Apples have many different genetic traits, including skin color, size, sweetness, and crunchiness. Each variety (type) of apple has a unique combination of phenotypes for these traits. The first trait most people notice about an apple is the color of its skin. A single gene that comes in two forms (alleles) controls this trait. The allele for red color (C) is dominant, and the allele for yellow color (c) is recessive. The seeds in apples form by sexual reproduction that involves cross-pollination. All the apples on a tree that grows from a seed will be the same color — either red or yellow. That's because the color of their skin depends on the pair of alleles the tree inherited from its parents. An apple orchard usually has trees of many varieties. Because of cross-pollination, each apple flower can be pollinated by pollen from several different trees. Thus, each seed in an apple from an orchard probably has a unique combination of genes. This can be a problem for an apple tree farmer. If the farmer grows new apple trees from seed, the apples on the new trees will be unlikely to look or taste like either parent tree's apples. That's because they will not have the same mix of traits.

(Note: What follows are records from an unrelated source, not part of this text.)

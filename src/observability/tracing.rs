//! Distributed tracing support.
//!
//! # Responsibilities
//! - Extract the caller's trace context from incoming requests
//! - Export request spans over OTLP
//! - Tear the telemetry pipeline down on shutdown
//!
//! # Design Decisions
//! - Optional: tracing disabled by default
//! - W3C Trace Context propagation (`traceparent`, `tracestate`)
//! - Request spans are `tracing` spans; `tracing-opentelemetry` turns them
//!   into OpenTelemetry spans, so the trace id in the logs is the one the
//!   collector receives

use std::sync::Arc;

use axum::http::HeaderMap;
use futures_util::future::{self, BoxFuture};
use opentelemetry::propagation::{Extractor, TextMapPropagator};
use opentelemetry::trace::{TraceContextExt, TraceId, TracerProvider as _};
use opentelemetry::{Context, KeyValue};
use opentelemetry_otlp::WithExportConfig;
use opentelemetry_sdk::error::OTelSdkError;
use opentelemetry_sdk::propagation::TraceContextPropagator;
use opentelemetry_sdk::trace::{SdkTracer, SdkTracerProvider};
use opentelemetry_sdk::Resource;
use thiserror::Error;
use tracing_opentelemetry::OpenTelemetrySpanExt;

use crate::config::Settings;

/// W3C trace context header.
pub const TRACEPARENT_HEADER: &str = "traceparent";

/// Errors from telemetry setup and teardown.
#[derive(Debug, Error)]
pub enum TelemetryError {
    #[error("unsupported exporter endpoint scheme {0:?}, expected http or https")]
    UnsupportedEndpoint(String),

    #[error("building span exporter: {0}")]
    Exporter(#[from] opentelemetry_otlp::ExporterBuildError),

    #[error("telemetry already shut down")]
    AlreadyShutdown,

    #[error("flushing spans: {0}")]
    Flush(OTelSdkError),

    #[error("telemetry teardown task failed: {0}")]
    Join(#[from] tokio::task::JoinError),
}

impl From<OTelSdkError> for TelemetryError {
    fn from(err: OTelSdkError) -> Self {
        match err {
            OTelSdkError::AlreadyShutdown => Self::AlreadyShutdown,
            other => Self::Flush(other),
        }
    }
}

/// Reads propagation fields out of request headers.
struct HeaderExtractor<'a>(&'a HeaderMap);

impl Extractor for HeaderExtractor<'_> {
    fn get(&self, key: &str) -> Option<&str> {
        self.0.get(key).and_then(|v| v.to_str().ok())
    }

    fn keys(&self) -> Vec<&str> {
        self.0.keys().map(|k| k.as_str()).collect()
    }
}

/// The caller's trace context, as extracted from the request headers.
///
/// Empty when the caller sent none; the request then starts a new trace.
#[derive(Debug, Clone, Default)]
pub struct TraceContext(Context);

impl TraceContext {
    /// Extract a W3C trace context from `headers`.
    pub fn extract(headers: &HeaderMap) -> Self {
        Self(TraceContextPropagator::new().extract(&HeaderExtractor(headers)))
    }

    /// Trace id sent by the caller, if any.
    pub fn remote_trace_id(&self) -> Option<TraceId> {
        let span_context = self.0.span().span_context().clone();
        span_context.is_valid().then(|| span_context.trace_id())
    }

    /// Make `span` a child of this context and return the trace id the
    /// request runs under.
    ///
    /// Falls back to the caller's trace id when no OpenTelemetry layer is
    /// installed on the current subscriber.
    pub fn attach(&self, span: &tracing::Span) -> Option<TraceId> {
        let _ = span.set_parent(self.0.clone());
        let local = span.context().span().span_context().trace_id();
        if local != TraceId::INVALID {
            Some(local)
        } else {
            self.remote_trace_id()
        }
    }
}

/// The telemetry collaborator as seen by the request pipeline and the
/// lifecycle coordinator.
pub trait Telemetry: Send + Sync {
    /// The trace context a request runs under, if telemetry is active.
    fn span_context(&self, headers: &HeaderMap) -> Option<TraceContext>;

    /// Tracer to bridge `tracing` spans into, if spans are exported.
    fn tracer(&self) -> Option<SdkTracer> {
        None
    }

    /// Flush and release the telemetry pipeline.
    fn shutdown(&self) -> BoxFuture<'_, Result<(), TelemetryError>>;
}

/// Telemetry that records nothing.
#[derive(Debug, Default)]
pub struct NoopTelemetry;

impl Telemetry for NoopTelemetry {
    fn span_context(&self, _headers: &HeaderMap) -> Option<TraceContext> {
        None
    }

    fn shutdown(&self) -> BoxFuture<'_, Result<(), TelemetryError>> {
        Box::pin(future::ready(Ok(())))
    }
}

/// OpenTelemetry SDK pipeline: W3C propagation in, OTLP spans out.
pub struct OtelTelemetry {
    provider: SdkTracerProvider,
    tracer: SdkTracer,
}

impl OtelTelemetry {
    /// Wrap an already configured tracer provider.
    pub fn with_provider(provider: SdkTracerProvider, service_name: impl Into<String>) -> Self {
        let tracer = provider.tracer(service_name.into());
        Self { provider, tracer }
    }

    /// Build the OTLP/HTTP pipeline described by `settings`.
    pub fn from_settings(settings: &Settings) -> Result<Self, TelemetryError> {
        let mut builder = opentelemetry_otlp::SpanExporter::builder().with_http();
        if let Some(endpoint) = &settings.otel_exporter_otlp_endpoint {
            if !matches!(endpoint.scheme(), "http" | "https") {
                return Err(TelemetryError::UnsupportedEndpoint(
                    endpoint.scheme().to_string(),
                ));
            }
            builder = builder.with_endpoint(traces_endpoint(endpoint));
        }
        let exporter = builder.build()?;

        let resource = Resource::builder()
            .with_service_name(settings.service_name.clone())
            .with_attribute(KeyValue::new(
                "service.version",
                settings.service_version.clone(),
            ))
            .build();

        let provider = SdkTracerProvider::builder()
            .with_batch_exporter(exporter)
            .with_resource(resource)
            .build();

        Ok(Self::with_provider(provider, settings.service_name.clone()))
    }
}

/// Signal path for a base collector URL, as the OTLP exporters derive it
/// from `OTEL_EXPORTER_OTLP_ENDPOINT`.
fn traces_endpoint(base: &url::Url) -> String {
    format!("{}/v1/traces", base.as_str().trim_end_matches('/'))
}

impl Telemetry for OtelTelemetry {
    fn span_context(&self, headers: &HeaderMap) -> Option<TraceContext> {
        Some(TraceContext::extract(headers))
    }

    fn tracer(&self) -> Option<SdkTracer> {
        Some(self.tracer.clone())
    }

    fn shutdown(&self) -> BoxFuture<'_, Result<(), TelemetryError>> {
        let provider = self.provider.clone();
        Box::pin(async move {
            // The provider flushes its batch exporter synchronously.
            tokio::task::spawn_blocking(move || provider.shutdown()).await??;
            tracing::debug!("Telemetry shut down");
            Ok(())
        })
    }
}

/// Build the telemetry collaborator from settings.
pub fn setup_telemetry(settings: &Settings) -> Result<Arc<dyn Telemetry>, TelemetryError> {
    if !settings.otel_enabled {
        return Ok(Arc::new(NoopTelemetry));
    }
    Ok(Arc::new(OtelTelemetry::from_settings(settings)?))
}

So, how does a farmer make sure that all the apples on a tree look and taste a certain way? When farmers find an apple they like, they use methods of asexual reproduction to make new trees. Grafting is one way to asexually reproduce apple trees that are identical to the parent tree. A farmer cuts off a branch of the apple tree that produces the best apples. Then the branch is grafted onto, or joined with, the trunk of another tree. The apples that grow on the new tree will be genetically identical to those of the parent tree that the branch came from.
In this activity, you will develop two models for growing new trees that make either red or yellow apples. The two models should compare sexual reproduction and asexual reproduction (grafting). Include the genotypes of the parents and the offspring in your models.
To model sexual reproduction, use Punnett squares to show the results of crosses between trees with different colors of apples. Start by showing a cross between one red parent that has the genotype CC and one yellow parent that has the genotype cc. Then choose two trees from the first generation of offspring to make a second generation. Cross each of them with another tree that has the genotype Cc.
To model asexual reproduction, use a branching diagram (concept map or tree diagram) to show the results of grafting. Start with a parent that has the genotype Cc. Show four offspring for the first generation of grafting. Then choose two of these offspring as parents for a second generation of grafted trees.
Finally, write two short paragraphs: one under the Punnett squares and another under the branching diagram. Each paragraph should summarize what the diagram shows about genetic variation.